There are two types of people, those who are clueless about their kids’ schedules and the other who plan it down to the minute. And they end up marrying each other
What inspires you to get out of bed every day? For me, it’s my bladder mostly
If you’re gonna invite me to an early-morning zoom meeting then get ready to watch and hear me eat a biscuit with all the ferocity of a raccoon in a dumpster
What’s this sorcery? 😂
I found a spider in my shoes. He looks ridiculous, they’re way too big for him.

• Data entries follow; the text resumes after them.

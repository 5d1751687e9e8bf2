//! Async counterpart of [`Encoded`](super::Encoded).

use std::pin::Pin;
use std::task::{Context, Poll, ready};

use bytes::Bytes;
use futures_core::Stream;
use tracing::warn;

use super::{Encoder, check_alignment};
use crate::async_stream::ChunkStream;
use crate::chunk::Chunk;
use crate::error::ChunkError;

/// A stream yielding the encoded form of every chunk.
///
/// Behaves like [`Encoded`](super::Encoded): order and count are preserved,
/// and the first failure is yielded once before the inner stream is
/// dropped.
#[derive(Debug)]
pub struct EncodedStream<S, E> {
    inner: Option<S>,
    encoder: E,
}

impl<S, E: Encoder> EncodedStream<S, E> {
    pub(crate) fn new(inner: S, encoder: E, target_size: usize) -> Result<Self, ChunkError> {
        check_alignment(target_size, encoder.unit())?;
        Ok(Self {
            inner: Some(inner),
            encoder,
        })
    }

    /// Returns the inner stream, unless it has been dropped after a failure.
    pub fn get_ref(&self) -> Option<&S> {
        self.inner.as_ref()
    }
}

impl<S, E> EncodedStream<ChunkStream<S>, E> {
    /// Cancels the underlying chunk stream, releasing its source.
    pub fn cancel(&mut self) {
        if let Some(inner) = self.inner.as_mut() {
            inner.cancel();
        }
    }
}

impl<S, E> Stream for EncodedStream<S, E>
where
    S: Stream<Item = Result<Chunk, ChunkError>> + Unpin,
    E: Encoder + Unpin,
{
    type Item = Result<Bytes, ChunkError>;

    fn poll_next(mut self: Pin<&mut Self>, cx: &mut Context<'_>) -> Poll<Option<Self::Item>> {
        let this = &mut *self;
        let Some(inner) = this.inner.as_mut() else {
            return Poll::Ready(None);
        };

        let result = match ready!(Pin::new(inner).poll_next(cx)) {
            None => return Poll::Ready(None),
            Some(Ok(chunk)) => this.encoder.encode(&chunk.data).inspect_err(|e| {
                warn!(error = %e, chunk.offset = chunk.offset, "encoder rejected chunk");
            }),
            Some(Err(e)) => Err(e),
        };

        if result.is_err() {
            this.inner = None;
        }
        Poll::Ready(Some(result))
    }
}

Her: What do you like about me?
Me: Your crippling self esteem issues have caused you to lower your standards.
Her: What?
Me: Your eyes
friend: make her feel wanted
me: okay
[later]
me: *tossing photo at table of bounty hunters* this is your target
Sorry I ate your frisbee bro, I thought it was a tortilla, I like to eat tortillas I find at the park.
[sees wife getting changed after work] you should leave them high heels on
“ohhh yeah?”
[thinking about the spider on the bathroom ceiling] yeah
I think someone broke into my apartment and took a bag of almonds.

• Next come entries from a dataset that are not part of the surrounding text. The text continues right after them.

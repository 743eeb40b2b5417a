//! Corpus loading.
//!
//! A corpus snapshot is a JSON array of opportunity records, each optionally
//! carrying an `embedding` array. Bad embeddings never fail the load: the
//! record is kept and simply has no vector.

use std::path::PathBuf;

use serde_json::Value;

use crate::opportunity::Item;

/// Errors that can occur when loading a whole corpus.
#[derive(Debug, thiserror::Error)]
pub enum CorpusError {
    #[error("Failed to read corpus {path}: {source}")]
    Io {
        path: PathBuf,
        source: std::io::Error,
    },

    #[error("Failed to parse corpus {path}: {source}")]
    Parse {
        path: PathBuf,
        source: serde_json::Error,
    },

    #[error("Corpus {0} is not a JSON array")]
    NotAnArray(PathBuf),
}

/// Supplies the candidate items for ranking.
pub trait CorpusSource {
    fn load(&self) -> Result<Vec<Item>, CorpusError>;
}

/// Corpus stored as a JSON file on disk.
pub struct JsonCorpus {
    path: PathBuf,
}

impl JsonCorpus {
    pub fn new(path: impl Into<PathBuf>) -> Self {
        Self { path: path.into() }
    }
}

impl CorpusSource for JsonCorpus {
    fn load(&self) -> Result<Vec<Item>, CorpusError> {
        let data = std::fs::read_to_string(&self.path).map_err(|source| CorpusError::Io {
            path: self.path.clone(),
            source,
        })?;

        let value = parse_corpus(&data).map_err(|source| CorpusError::Parse {
            path: self.path.clone(),
            source,
        })?;

        let Value::Array(records) = value else {
            return Err(CorpusError::NotAnArray(self.path.clone()));
        };

        let items: Vec<Item> = records.into_iter().map(item_from_record).collect();
        let with_vectors = items.iter().filter(|i| i.embedding.is_some()).count();

        log::info!(
            "Loaded {} opportunities ({} with embeddings) from {}",
            items.len(),
            with_vectors,
            self.path.display()
        );

        Ok(items)
    }
}

/// Parse a corpus snapshot.
///
/// Snapshots written by Python's `json.dump` may contain `NaN`, `Infinity`
/// and numbers beyond `f64` range, which strict JSON rejects. Those files are
/// re-read with the lenient JSON5 reader, where such numbers become `null`
/// (or infinite, then dropped by [`parse_embedding`]) instead of failing the
/// whole load. The strict error is kept when both readers fail.
fn parse_corpus(data: &str) -> Result<Value, serde_json::Error> {
    match serde_json::from_str(data) {
        Ok(value) => Ok(value),
        Err(strict) => match json5::from_str::<Value>(data) {
            Ok(value) => {
                log::warn!("Corpus is not strict JSON ({strict}), loaded leniently");
                Ok(value)
            }
            Err(_) => Err(strict),
        },
    }
}

/// Split a record into its display payload and its embedding.
///
/// The `embedding` field is removed from the payload whether or not it is usable.
pub fn item_from_record(mut record: Value) -> Item {
    let embedding = match record.as_object_mut() {
        Some(fields) => fields.remove("embedding").and_then(parse_embedding),
        None => None,
    };
    Item::new(record, embedding)
}

fn parse_embedding(value: Value) -> Option<Vec<f32>> {
    let Value::Array(components) = value else {
        return None;
    };
    if components.is_empty() {
        return None;
    }

    components
        .iter()
        .map(|c| {
            c.as_f64()
                .map(|x| x as f32)
                .filter(|x| x.is_finite())
        })
        .collect()
}

#[cfg(test)]
mod tests {
    use super::*;
    use serde_json::json;

    #[test]
    fn test_item_from_record_strips_embedding() {
        let item = item_from_record(json!({
            "activity_name": "Art Camp",
            "embedding": [0.25, -0.5, 1]
        }));

        assert_eq!(item.embedding, Some(vec![0.25, -0.5, 1.0]));
        assert_eq!(item.payload, json!({"activity_name": "Art Camp"}));
    }

    #[test]
    fn test_unusable_embeddings_become_absent() {
        let records = vec![
            json!({"activity_name": "a"}),
            json!({"activity_name": "b", "embedding": null}),
            json!({"activity_name": "c", "embedding": []}),
            json!({"activity_name": "d", "embedding": "0.1,0.2"}),
            json!({"activity_name": "e", "embedding": [0.1, "x", 0.3]}),
            json!({"activity_name": "f", "embedding": [1e300, 0.1]}),
        ];

        for record in records {
            let item = item_from_record(record);
            assert!(item.embedding.is_none(), "expected no vector for {}", item.label());
            assert!(item.payload.get("embedding").is_none());
        }
    }

    #[test]
    fn test_non_object_record_kept_without_vector() {
        let item = item_from_record(json!("just a string"));
        assert!(item.embedding.is_none());
        assert_eq!(item.payload, json!("just a string"));
    }

    #[test]
    fn test_load_json_corpus() {
        let tmp = tempfile::tempdir().unwrap();
        let path = tmp.path().join("corpus.json");
        std::fs::write(
            &path,
            json!([
                {"activity_name": "Swim", "embedding": [1.0, 0.0]},
                {"activity_name": "Chess"},
                {"activity_name": "Soccer", "embedding": [0.0, 1.0]}
            ])
            .to_string(),
        )
        .unwrap();

        let items = JsonCorpus::new(&path).load().unwrap();

        assert_eq!(items.len(), 3);
        let labels: Vec<&str> = items.iter().map(|i| i.label()).collect();
        assert_eq!(labels, vec!["Swim", "Chess", "Soccer"]);
        assert!(items[1].embedding.is_none());
    }

    #[test]
    fn test_load_tolerates_non_finite_numbers() {
        let tmp = tempfile::tempdir().unwrap();

        for token in ["NaN", "Infinity", "-Infinity", "1e400"] {
            let path = tmp.path().join("corpus.json");
            std::fs::write(
                &path,
                format!(
                    r#"[{{"activity_name":"bad","embedding":[{token},0.1]}},{{"activity_name":"good","embedding":[1.0,0.0]}}]"#
                ),
            )
            .unwrap();

            let items = JsonCorpus::new(&path).load().unwrap();

            assert_eq!(items.len(), 2, "{token}");
            assert_eq!(items[0].label(), "bad");
            assert!(items[0].embedding.is_none(), "{token}");
            assert!(items[0].payload.get("embedding").is_none());
            assert_eq!(items[1].embedding, Some(vec![1.0, 0.0]), "{token}");
        }
    }

    #[test]
    fn test_load_missing_file() {
        let tmp = tempfile::tempdir().unwrap();
        let result = JsonCorpus::new(tmp.path().join("nope.json")).load();
        assert!(matches!(result, Err(CorpusError::Io { .. })));
    }

    #[test]
    fn test_load_rejects_non_array() {
        let tmp = tempfile::tempdir().unwrap();
        let path = tmp.path().join("corpus.json");
        std::fs::write(&path, r#"{"activity_name": "Swim"}"#).unwrap();

        let result = JsonCorpus::new(&path).load();
        assert!(matches!(result, Err(CorpusError::NotAnArray(_))));
    }

    #[test]
    fn test_load_rejects_invalid_json() {
        let tmp = tempfile::tempdir().unwrap();
        let path = tmp.path().join("corpus.json");
        std::fs::write(&path, "[{").unwrap();

        let result = JsonCorpus::new(&path).load();
        assert!(matches!(result, Err(CorpusError::Parse { .. })));
    }
}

One of the best compliments I ever received was when my brother told me that Mystery Science Theater 3000 was “basically like watching a movie with you.”
Cop: so you went out to pick up some fruit when, out of nowhere, 3 ghosts attacked you?
Pac-man [wipes tears]: 4. It was 4 ghosts
[first day as a pharmacist]
Customer: do you have any cold medicine?
Me: *looks around* I think they’re all room temperature
Why is a zombie’s strongest primal instinct always “violent hunger” when their organs don’t work? I feel like I’d just want to collect frogs
*re-dials*
Hey girl, before I come over, did you say you were in a jacuzzi or the yakuza?
gonna have me one of them sexy closed-casket funerals, leave somethin to the imagination
Ugh! You. Are. A. Terrible. Kisser.
If your looking for my tonsils, I had them taken out when I was 8…
Absolutely delighted to welcome Neville as our new Head of Anti Terrorism today! Nothing gets past Nev.
I didn’t want to use the word “Orwellian” in a tweet until I was confident that I could use it properly, so here goes: Orwellian would be a cool name for a horse.